What you need to do: Restate word for word the lines in the listing below, starting at the line containing "that fits in" and ending at the line containing "else is truthy.", both included; leave out the rest.
------ Dataset extract
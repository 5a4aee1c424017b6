use std::fmt;

use num_bigint::BigInt;
use num_traits::{ToPrimitive, Zero};
use rust_decimal::Decimal;

/// Widest integer a value may hold. Literals and results beyond this are
/// `Overflow` errors rather than unbounded allocations.
pub const MAX_INTEGER_BITS: u64 = 1 << 16;

/// A runtime value produced by evaluation.
///
/// Integers, floats and decimals are kept apart: arithmetic follows the usual
/// promotion rules (integer with float gives float, integer with decimal gives
/// decimal) instead of collapsing everything into one number type. Integers
/// that leave the 64-bit range move to `BigInt` and come back once they fit.
///
/// # Examples
///
/// ```
/// use safe_expr::Value;
///
/// let null = Value::Null;
/// let boolean = Value::Boolean(true);
/// let integer = Value::Integer(42);
/// let float = Value::Float(3.5);
/// let string = Value::String("hello".to_string());
/// let list = Value::List(vec![Value::Integer(1), Value::Integer(2)]);
///
/// assert!(!null.is_truthy());
/// assert_eq!(list.to_string(), "[1, 2]");
/// ```
#[derive(Debug, Clone, PartialEq)]
pub enum Value {
    /// Absence of a value (`None`)
    Null,

    /// `True` / `False`
    Boolean(bool),

    /// 64-bit signed integer
    Integer(i64),

    /// Integer outside the `i64` range; never holds a value that fits in
    /// `Integer`
    BigInt(BigInt),

    /// Double-precision float
    Float(f64),

    /// UTF-8 string
    String(String),

    /// Ordered list of values
    List(Vec<Value>),

    /// Arbitrary-precision decimal, only produced by `Decimal(...)`
    Decimal(Decimal),
}

impl Value {
    /// Truthiness used by `not`, `any`, `all` and the forgiving `sum`.
    ///
    /// Zero of any numeric type, the empty string, the empty list, `False`
    /// and `None` are falsy; everything else is truthy.
    pub fn is_truthy(&self) -> bool {
        use Value::*;
        match self {
            Null => false,
            Boolean(b) => *b,
            Integer(n) => *n != 0,
            Value::BigInt(n) => !n.is_zero(),
            Float(n) => *n != 0.0,
            String(s) => !s.is_empty(),
            List(items) => !items.is_empty(),
            Decimal(d) => !d.is_zero(),
        }
    }

    /// Human-readable type name used in error messages.
    pub fn type_name(&self) -> &'static str {
        match self {
            Value::Null => "null",
            Value::Boolean(_) => "boolean",
            Value::Integer(_) | Value::BigInt(_) => "integer",
            Value::Float(_) => "float",
            Value::String(_) => "string",
            Value::List(_) => "list",
            Value::Decimal(_) => "decimal",
        }
    }

    /// Normalizing constructor: values that fit in 64 bits become `Integer`.
    pub fn from_bigint(n: BigInt) -> Value {
        match n.to_i64() {
            Some(small) => Value::Integer(small),
            None => Value::BigInt(n),
        }
    }

    /// Integer view of 64-bit integers and booleans.
    pub fn as_int(&self) -> Option<i64> {
        match self {
            Value::Integer(n) => Some(*n),
            Value::Boolean(b) => Some(i64::from(*b)),
            _ => None,
        }
    }

    /// Integer view of any integer or boolean, however wide.
    pub fn as_bigint(&self) -> Option<BigInt> {
        match self {
            Value::BigInt(n) => Some(n.clone()),
            other => other.as_int().map(BigInt::from),
        }
    }

    /// Float view of any numeric value; `None` for integers too large to
    /// be a finite float.
    pub fn as_float(&self) -> Option<f64> {
        match self {
            Value::Integer(n) => Some(*n as f64),
            Value::BigInt(n) => n.to_f64().filter(|x| x.is_finite()),
            Value::Boolean(b) => Some(if *b { 1.0 } else { 0.0 }),
            Value::Float(n) => Some(*n),
            Value::Decimal(d) => d.to_f64(),
            _ => None,
        }
    }

    pub fn is_integer(&self) -> bool {
        matches!(self, Value::Integer(_) | Value::BigInt(_) | Value::Boolean(_))
    }

    pub fn is_numeric(&self) -> bool {
        self.is_integer() || matches!(self, Value::Float(_) | Value::Decimal(_))
    }

    /// Source-like rendering: strings are quoted, decimals show their
    /// constructor. This is how values appear inside lists.
    pub fn repr(&self) -> String {
        match self {
            Value::String(s) => quote_string(s),
            Value::Decimal(d) => format!("Decimal('{}')", d),
            other => other.to_string(),
        }
    }
}

impl fmt::Display for Value {
    fn fmt(&self, f: &mut fmt::Formatter<'_>) -> fmt::Result {
        match self {
            Value::Null => write!(f, "None"),
            Value::Boolean(true) => write!(f, "True"),
            Value::Boolean(false) => write!(f, "False"),
            Value::Integer(n) => write!(f, "{}", n),
            Value::BigInt(n) => write!(f, "{}", n),
            Value::Float(n) => write!(f, "{}", format_float(*n)),
            Value::String(s) => write!(f, "{}", s),
            Value::Decimal(d) => write!(f, "{}", d),
            Value::List(items) => {
                let parts: Vec<String> = items.iter().map(Value::repr).collect();
                write!(f, "[{}]", parts.join(", "))
            }
        }
    }
}

/// Parses unsigned digits in `radix`, without sign, prefix or separators.
///
/// Returns `None` for invalid digits and for numbers wider than
/// [`MAX_INTEGER_BITS`]; the width is bounded before any parsing work.
pub fn parse_big_integer(digits: &str, radix: u32) -> Option<BigInt> {
    let significant = digits.trim_start_matches('0');
    if significant.len() as u64 > MAX_INTEGER_BITS {
        return None;
    }
    if significant.is_empty() {
        return digits.chars().all(|c| c == '0').then(BigInt::zero);
    }
    BigInt::parse_bytes(significant.as_bytes(), radix).filter(|n| n.bits() <= MAX_INTEGER_BITS)
}

/// Shortest round-tripping text for a float.
///
/// Whole numbers keep a trailing `.0`; very large or very small magnitudes
/// switch to exponent form with a signed, two-digit exponent (`1e+16`,
/// `1e-05`).
pub fn format_float(n: f64) -> String {
    if n.is_nan() {
        return "nan".to_string();
    }
    if n.is_infinite() {
        return if n > 0.0 { "inf" } else { "-inf" }.to_string();
    }
    if n == 0.0 {
        return if n.is_sign_negative() { "-0.0" } else { "0.0" }.to_string();
    }

    // `{:e}` yields the shortest round-trip digits, e.g. "1.5e-7"
    let scientific = format!("{:e}", n);
    let (mantissa, exponent) = match scientific.split_once('e') {
        Some((m, e)) => (m.to_string(), e.parse::<i32>().unwrap_or(0)),
        None => (scientific.clone(), 0),
    };

    if (-4..16).contains(&exponent) {
        let plain = format!("{}", n);
        if plain.contains('.') {
            plain
        } else {
            format!("{}.0", plain)
        }
    } else {
        let sign = if exponent < 0 { '-' } else { '+' };
        format!("{}e{}{:02}", mantissa, sign, exponent.abs())
    }
}

fn quote_string(s: &str) -> String {
    let quote = if s.contains('\'') && !s.contains('"') {
        '"'
    } else {
        '\''
    };

    let mut out = String::with_capacity(s.len() + 2);
    out.push(quote);
    for c in s.chars() {
        match c {
            '\\' => out.push_str("\\\\"),
            '\n' => out.push_str("\\n"),
            '\r' => out.push_str("\\r"),
            '\t' => out.push_str("\\t"),
            c if c == quote => {
                out.push('\\');
                out.push(c);
            }
            c if c.is_control() => out.push_str(&format!("\\x{:02x}", c as u32)),
            c => out.push(c),
        }
    }
    out.push(quote);
    out
}

impl From<bool> for Value {
    fn from(b: bool) -> Self {
        Value::Boolean(b)
    }
}

impl From<i64> for Value {
    fn from(n: i64) -> Self {
        Value::Integer(n)
    }
}

impl From<BigInt> for Value {
    fn from(n: BigInt) -> Self {
        Value::from_bigint(n)
    }
}

impl From<f64> for Value {
    fn from(n: f64) -> Self {
        Value::Float(n)
    }
}

impl From<&str> for Value {
    fn from(s: &str) -> Self {
        Value::String(s.to_string())
    }
}

impl From<String> for Value {
    fn from(s: String) -> Self {
        Value::String(s)
    }
}

impl From<Decimal> for Value {
    fn from(d: Decimal) -> Self {
        Value::Decimal(d)
    }
}

impl<T: Into<Value>> From<Vec<T>> for Value {
    fn from(items: Vec<T>) -> Self {
        Value::List(items.into_iter().map(Into::into).collect())
    }
}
------------
Answer space:
    /// Integer outside the `i64` range; never holds a value that fits in
    /// `Integer`
    BigInt(BigInt),

    /// Double-precision float
    Float(f64),

    /// UTF-8 string
    String(String),

    /// Ordered list of values
    List(Vec<Value>),

    /// Arbitrary-precision decimal, only produced by `Decimal(...)`
    Decimal(Decimal),
}

impl Value {
    /// Truthiness used by `not`, `any`, `all` and the forgiving `sum`.
    ///
    /// Zero of any numeric type, the empty string, the empty list, `False`
    /// and `None` are falsy; everything else is truthy.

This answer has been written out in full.